Die MusicTalks machen deutlich: Musik spricht – und über Musik zu sprechen, erweitert sowohl den wissenschaftlichen als auch den Hör-Horizont. Trotz der inhaltlichen Vielfalt – von Volksmusik und klassischer Musik hin zu Jazz und Neuer Musik – unterlag das Format nicht der Gefahr, diffus zu erscheinen. Das interdisziplinäre Moment der MusicTalks könnte in Zukunft noch mehr unterstrichen werden, um auch fächerübergreifend Studierende zur aktiven Beteiligung zu animieren.

Für das kommende Studienjahr sind weitere MusicTalks geplant; das Profil der inhaltlichen Diversität bleibt erhalten, und man darf hoffen, dass sich die Reihe weiter etabliert und auch in Zukunft ein heterogenes Publikum anspricht.

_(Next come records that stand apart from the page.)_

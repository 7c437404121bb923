//! Typed errors for the hydration pipeline.
//!
//! Uses `thiserror` for library errors (not `anyhow`); the `hydrate`
//! binary wraps these with context at the edge.

use std::path::PathBuf;
use thiserror::Error;

/// Errors that stop a hydration run.
///
/// Per-batch API failures other than rate limiting never surface here; the
/// fetcher degrades them into unresolved identifiers.
#[derive(Debug, Error)]
pub enum HydrateError {
    /// Invalid setting (bad env value, batch size out of range, missing token)
    #[error("config error: {0}")]
    Config(String),

    /// Input corpus could not be opened or read
    #[error("cannot read input {path}: {source}")]
    InputOpen {
        path: PathBuf,
        #[source]
        source: std::io::Error,
    },

    /// Input corpus has no `tweet_id` header
    #[error("input {path} has no `{column}` column")]
    MissingColumn { path: PathBuf, column: String },

    /// Input corpus row is unusable
    #[error("malformed input {path} at line {line}: {reason}")]
    MalformedInput {
        path: PathBuf,
        line: u64,
        reason: String,
    },

    /// Existing result store is unreadable; refusing to discard prior work
    #[error("result store {path} is malformed: {reason}")]
    ResultStore { path: PathBuf, reason: String },

    /// Progress log or missing list exists but could not be read
    #[error("cannot read run file {path}: {source}")]
    RunFile {
        path: PathBuf,
        #[source]
        source: std::io::Error,
    },

    /// Durable write failed
    #[error("failed to persist {path}: {source}")]
    Persist {
        path: PathBuf,
        #[source]
        source: std::io::Error,
    },

    /// Batch still rate limited after every allowed cooldown
    #[error("still rate limited after {attempts} attempts")]
    RateLimitExhausted { attempts: u32 },

    /// Log sink could not be installed
    #[error("logging setup failed: {0}")]
    Logging(String),
}

/// Result type alias for hydration operations.
pub type Result<T> = std::result::Result<T, HydrateError>;

impl HydrateError {
    pub(crate) fn persist(path: impl Into<PathBuf>, source: std::io::Error) -> Self {
        HydrateError::Persist {
            path: path.into(),
            source,
        }
    }

    /// Persist failure raised by the `csv` writer.
    pub(crate) fn persist_csv(path: impl Into<PathBuf>, source: csv::Error) -> Self {
        let source = match source.into_kind() {
            csv::ErrorKind::Io(io) => io,
            other => std::io::Error::new(std::io::ErrorKind::Other, format!("{:?}", other)),
        };
        Self::persist(path, source)
    }
}
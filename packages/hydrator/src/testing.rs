//! Testing utilities including a mock tweet lookup.
//!
//! Useful for exercising the pipeline without making real API calls.

use async_trait::async_trait;
use chrono::{TimeZone, Utc};
use std::collections::{HashMap, HashSet};
use std::io;
use std::sync::{Arc, Mutex, RwLock};
use tracing_subscriber::layer::SubscriberExt;
use twitter_client::{Tweet, TwitterError};

use crate::fetcher::TweetLookup;
use crate::logging::LogLineFormat;
use crate::types::TweetId;

/// In-memory log sink shared between the subscriber and the test.
#[derive(Clone, Default)]
struct SharedBuf(Arc<Mutex<Vec<u8>>>);

impl io::Write for SharedBuf {
    fn write(&mut self, buf: &[u8]) -> io::Result<usize> {
        self.0.lock().unwrap().extend_from_slice(buf);
        Ok(buf.len())
    }

    fn flush(&mut self) -> io::Result<()> {
        Ok(())
    }
}

/// Run `f` with a subscriber that formats like the log file and return
/// everything it logged.
pub fn capture_logs(f: impl FnOnce()) -> String {
    let buf = SharedBuf::default();
    let sink = buf.clone();
    let subscriber = tracing_subscriber::registry().with(
        tracing_subscriber::fmt::layer()
            .event_format(LogLineFormat)
            .with_ansi(false)
            .with_writer(move || sink.clone()),
    );

    tracing::subscriber::with_default(subscriber, f);

    let bytes = buf.0.lock().unwrap().clone();
    String::from_utf8_lossy(&bytes).into_owned()
}

/// A mock lookup with configurable resolvable ids and failure modes.
///
/// Clones share state, so a test can keep a handle for assertions after
/// moving a clone into the pipeline.
#[derive(Clone, Default)]
pub struct MockLookup {
    /// Tweets the API "knows", by id
    tweets: Arc<RwLock<HashMap<String, Tweet>>>,

    /// Tweets returned on every call whether requested or not
    extra: Arc<RwLock<Vec<Tweet>>>,

    /// Calls still to be answered with a rate limit
    rate_limits_pending: Arc<RwLock<usize>>,

    /// Answer every call with a rate limit
    always_rate_limited: Arc<RwLock<bool>>,

    /// Ids whose presence in a batch triggers a rate limit
    rate_limited_ids: Arc<RwLock<HashSet<String>>>,

    /// Calls still to be answered with a network error
    failures_pending: Arc<RwLock<usize>>,

    /// Ids whose presence in a batch triggers an API error
    poison_ids: Arc<RwLock<HashSet<String>>>,

    /// Every batch received, in order
    calls: Arc<RwLock<Vec<Vec<TweetId>>>>,
}

impl MockLookup {
    pub fn new() -> Self {
        Self::default()
    }

    /// Deterministic tweet for `id`.
    pub fn tweet(id: &str) -> Tweet {
        Tweet {
            id: id.to_string(),
            text: format!("tweet {}", id),
            created_at: Utc.with_ymd_and_hms(2020, 5, 15, 16, 3, 42).single(),
            author_id: Some("1000".to_string()),
        }
    }

    /// Make `ids` resolvable.
    pub fn with_tweets<I, S>(self, ids: I) -> Self
    where
        I: IntoIterator<Item = S>,
        S: AsRef<str>,
    {
        let mut store = self.tweets.write().unwrap();
        for id in ids {
            store.insert(id.as_ref().to_string(), Self::tweet(id.as_ref()));
        }
        drop(store);
        self
    }

    /// Add a specific resolvable tweet.
    pub fn with_tweet(self, tweet: Tweet) -> Self {
        self.tweets.write().unwrap().insert(tweet.id.clone(), tweet);
        self
    }

    /// Return a tweet for `id` on every call even when it was not requested.
    pub fn with_extra_tweet(self, id: &str) -> Self {
        self.extra.write().unwrap().push(Self::tweet(id));
        self
    }

    /// Answer the next `n` calls with a rate limit.
    pub fn rate_limit_next(self, n: usize) -> Self {
        *self.rate_limits_pending.write().unwrap() += n;
        self
    }

    /// Answer every call with a rate limit.
    pub fn always_rate_limited(self) -> Self {
        *self.always_rate_limited.write().unwrap() = true;
        self
    }

    /// Rate limit any batch containing `id`.
    pub fn rate_limit_batches_containing(self, id: impl Into<String>) -> Self {
        self.rate_limited_ids.write().unwrap().insert(id.into());
        self
    }

    /// Stop rate limiting (e.g. between two runs of the same test).
    pub fn clear_rate_limit(&self) {
        *self.always_rate_limited.write().unwrap() = false;
        *self.rate_limits_pending.write().unwrap() = 0;
        self.rate_limited_ids.write().unwrap().clear();
    }

    /// Answer the next `n` calls with a network error.
    pub fn fail_next(self, n: usize) -> Self {
        *self.failures_pending.write().unwrap() += n;
        self
    }

    /// Fail any batch containing `id` with an API error.
    pub fn fail_batches_containing(self, id: impl Into<String>) -> Self {
        self.poison_ids.write().unwrap().insert(id.into());
        self
    }

    /// Get all batches received.
    pub fn calls(&self) -> Vec<Vec<TweetId>> {
        self.calls.read().unwrap().clone()
    }

    pub fn call_count(&self) -> usize {
        self.calls.read().unwrap().len()
    }
}

#[async_trait]
impl TweetLookup for MockLookup {
    async fn lookup(&self, ids: &[TweetId]) -> twitter_client::Result<Vec<Tweet>> {
        self.calls.write().unwrap().push(ids.to_vec());

        if *self.always_rate_limited.read().unwrap() {
            return Err(TwitterError::RateLimited { reset_at: None });
        }
        if ids
            .iter()
            .any(|id| self.rate_limited_ids.read().unwrap().contains(id.as_str()))
        {
            return Err(TwitterError::RateLimited { reset_at: None });
        }
        {
            let mut pending = self.rate_limits_pending.write().unwrap();
            if *pending > 0 {
                *pending -= 1;
                return Err(TwitterError::RateLimited { reset_at: None });
            }
        }
        {
            let mut pending = self.failures_pending.write().unwrap();
            if *pending > 0 {
                *pending -= 1;
                return Err(TwitterError::Network("mock connection reset".into()));
            }
        }

        let poison = self.poison_ids.read().unwrap();
        if ids.iter().any(|id| poison.contains(id.as_str())) {
            return Err(TwitterError::Api {
                status: 400,
                message: "mock invalid request".into(),
            });
        }
        drop(poison);

        let store = self.tweets.read().unwrap();
        let mut found: Vec<Tweet> = ids
            .iter()
            .filter_map(|id| store.get(id.as_str()).cloned())
            .collect();
        found.extend(self.extra.read().unwrap().iter().cloned());

        Ok(found)
    }
}
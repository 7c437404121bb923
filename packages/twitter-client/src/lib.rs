//! Pure X (Twitter) API v2 REST client.
//!
//! A minimal client for the tweet lookup endpoint. It knows nothing about
//! batching schedules, persistence or retries; callers decide what to do
//! with a [`TwitterError::RateLimited`].
//!
//! # Example
//!
//! ```rust,ignore
//! use twitter_client::TwitterClient;
//!
//! let client = TwitterClient::from_env()?;
//!
//! let resp = client.lookup_tweets(&["1261326399320715264", "20"]).await?;
//! for tweet in &resp.data {
//!     println!("{}: {}", tweet.id, tweet.text);
//! }
//! ```

pub mod error;
pub mod types;

pub use error::{Result, TwitterError};
pub use types::{ResourceProblem, Tweet, TweetLookupResponse};

use chrono::{DateTime, TimeZone, Utc};
use reqwest::header::HeaderMap;
use reqwest::{Client, StatusCode};
use std::time::Duration;
use tracing::{debug, warn};

const BASE_URL: &str = "https://api.twitter.com/2";

/// Maximum number of ids accepted by a single `/2/tweets` lookup.
pub const MAX_LOOKUP_IDS: usize = 100;

/// Fields requested in addition to the default `id` and `text`.
const TWEET_FIELDS: &str = "created_at,author_id";

const DEFAULT_TIMEOUT: Duration = Duration::from_secs(30);

const RATE_LIMIT_RESET_HEADER: &str = "x-rate-limit-reset";

/// X API v2 client authenticated with an app-only bearer token.
#[derive(Clone)]
pub struct TwitterClient {
    http_client: Client,
    bearer_token: String,
    base_url: String,
}

impl TwitterClient {
    /// Create a new client with the given bearer token.
    pub fn new(bearer_token: impl Into<String>) -> Result<Self> {
        let http_client = Client::builder()
            .timeout(DEFAULT_TIMEOUT)
            .build()
            .map_err(|e| TwitterError::Config(format!("Failed to build HTTP client: {}", e)))?;

        Ok(Self {
            http_client,
            bearer_token: bearer_token.into(),
            base_url: BASE_URL.to_string(),
        })
    }

    /// Create from environment variable `TWITTER_BEARER_TOKEN`.
    pub fn from_env() -> Result<Self> {
        let token = std::env::var("TWITTER_BEARER_TOKEN")
            .map_err(|_| TwitterError::Config("TWITTER_BEARER_TOKEN not set".into()))?;
        if token.trim().is_empty() {
            return Err(TwitterError::Config("TWITTER_BEARER_TOKEN is empty".into()));
        }
        Self::new(token)
    }

    /// Set a custom base URL (proxies, test servers).
    pub fn with_base_url(mut self, url: impl Into<String>) -> Self {
        self.base_url = url.into().trim_end_matches('/').to_string();
        self
    }

    /// Replace the per-request timeout.
    pub fn with_timeout(mut self, timeout: Duration) -> Result<Self> {
        self.http_client = Client::builder()
            .timeout(timeout)
            .build()
            .map_err(|e| TwitterError::Config(format!("Failed to build HTTP client: {}", e)))?;
        Ok(self)
    }

    /// Get the base URL.
    pub fn base_url(&self) -> &str {
        &self.base_url
    }

    /// Look up up to [`MAX_LOOKUP_IDS`] tweets in one request.
    ///
    /// Ids the API cannot resolve (deleted, protected, malformed) are simply
    /// absent from `data`; that is not an error.
    pub async fn lookup_tweets<S: AsRef<str>>(&self, ids: &[S]) -> Result<TweetLookupResponse> {
        if ids.is_empty() {
            return Ok(TweetLookupResponse::default());
        }
        if ids.len() > MAX_LOOKUP_IDS {
            return Err(TwitterError::Config(format!(
                "Tweet lookup accepts at most {} ids, got {}",
                MAX_LOOKUP_IDS,
                ids.len()
            )));
        }

        let joined = ids.iter().map(AsRef::as_ref).collect::<Vec<_>>().join(",");
        let start = std::time::Instant::now();

        let response = self
            .http_client
            .get(format!("{}/tweets", self.base_url))
            .bearer_auth(&self.bearer_token)
            .query(&[("ids", joined.as_str()), ("tweet.fields", TWEET_FIELDS)])
            .send()
            .await
            .map_err(|e| {
                warn!(error = %e, "Tweet lookup request failed");
                TwitterError::Network(e.to_string())
            })?;

        let status = response.status();
        if status == StatusCode::TOO_MANY_REQUESTS {
            let reset_at = parse_rate_limit_reset(response.headers());
            warn!(reset_at = ?reset_at, "Tweet lookup rate limited");
            return Err(TwitterError::RateLimited { reset_at });
        }
        if !status.is_success() {
            let body = response.text().await.unwrap_or_default();
            warn!(status = %status, error = %body, "Tweet lookup API error");
            return Err(TwitterError::Api {
                status: status.as_u16(),
                message: body,
            });
        }

        let lookup: TweetLookupResponse = response
            .json()
            .await
            .map_err(|e| TwitterError::Parse(e.to_string()))?;

        debug!(
            requested = ids.len(),
            returned = lookup.data.len(),
            problems = lookup.errors.len(),
            duration_ms = start.elapsed().as_millis(),
            "Tweet lookup"
        );

        Ok(lookup)
    }
}

/// Parse the epoch-seconds `x-rate-limit-reset` header.
fn parse_rate_limit_reset(headers: &HeaderMap) -> Option<DateTime<Utc>> {
    let raw = headers.get(RATE_LIMIT_RESET_HEADER)?.to_str().ok()?;
    let secs: i64 = raw.trim().parse().ok()?;
    Utc.timestamp_opt(secs, 0).single()
}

Denn: Music talks, Musik spricht – und zuhören lohnt sich!

Anmerkungen

1

Lütteken 2012.

2

Ott 2014.

3

Popovic 2013.

Literatur

Lütteken, Laurenz (Hg.) (2012), Wagner-Handbuch, unter Mitarbeit von Inga Mai Groote und Michael Meyer, Kassel u.a.: Bärenreiter.

Ott, Immanuel (2014), Methoden der Kanonkomposition bei Josquin des Prez und seinen Zeitgenossen, Hildesheim u.a.: Olms.

Popovic, Tihomir (2013), Mäzene – Manuskripte – Modi. Untersuchungen zu ›My Ladye Nevells Booke‹, Stuttgart: Steiner.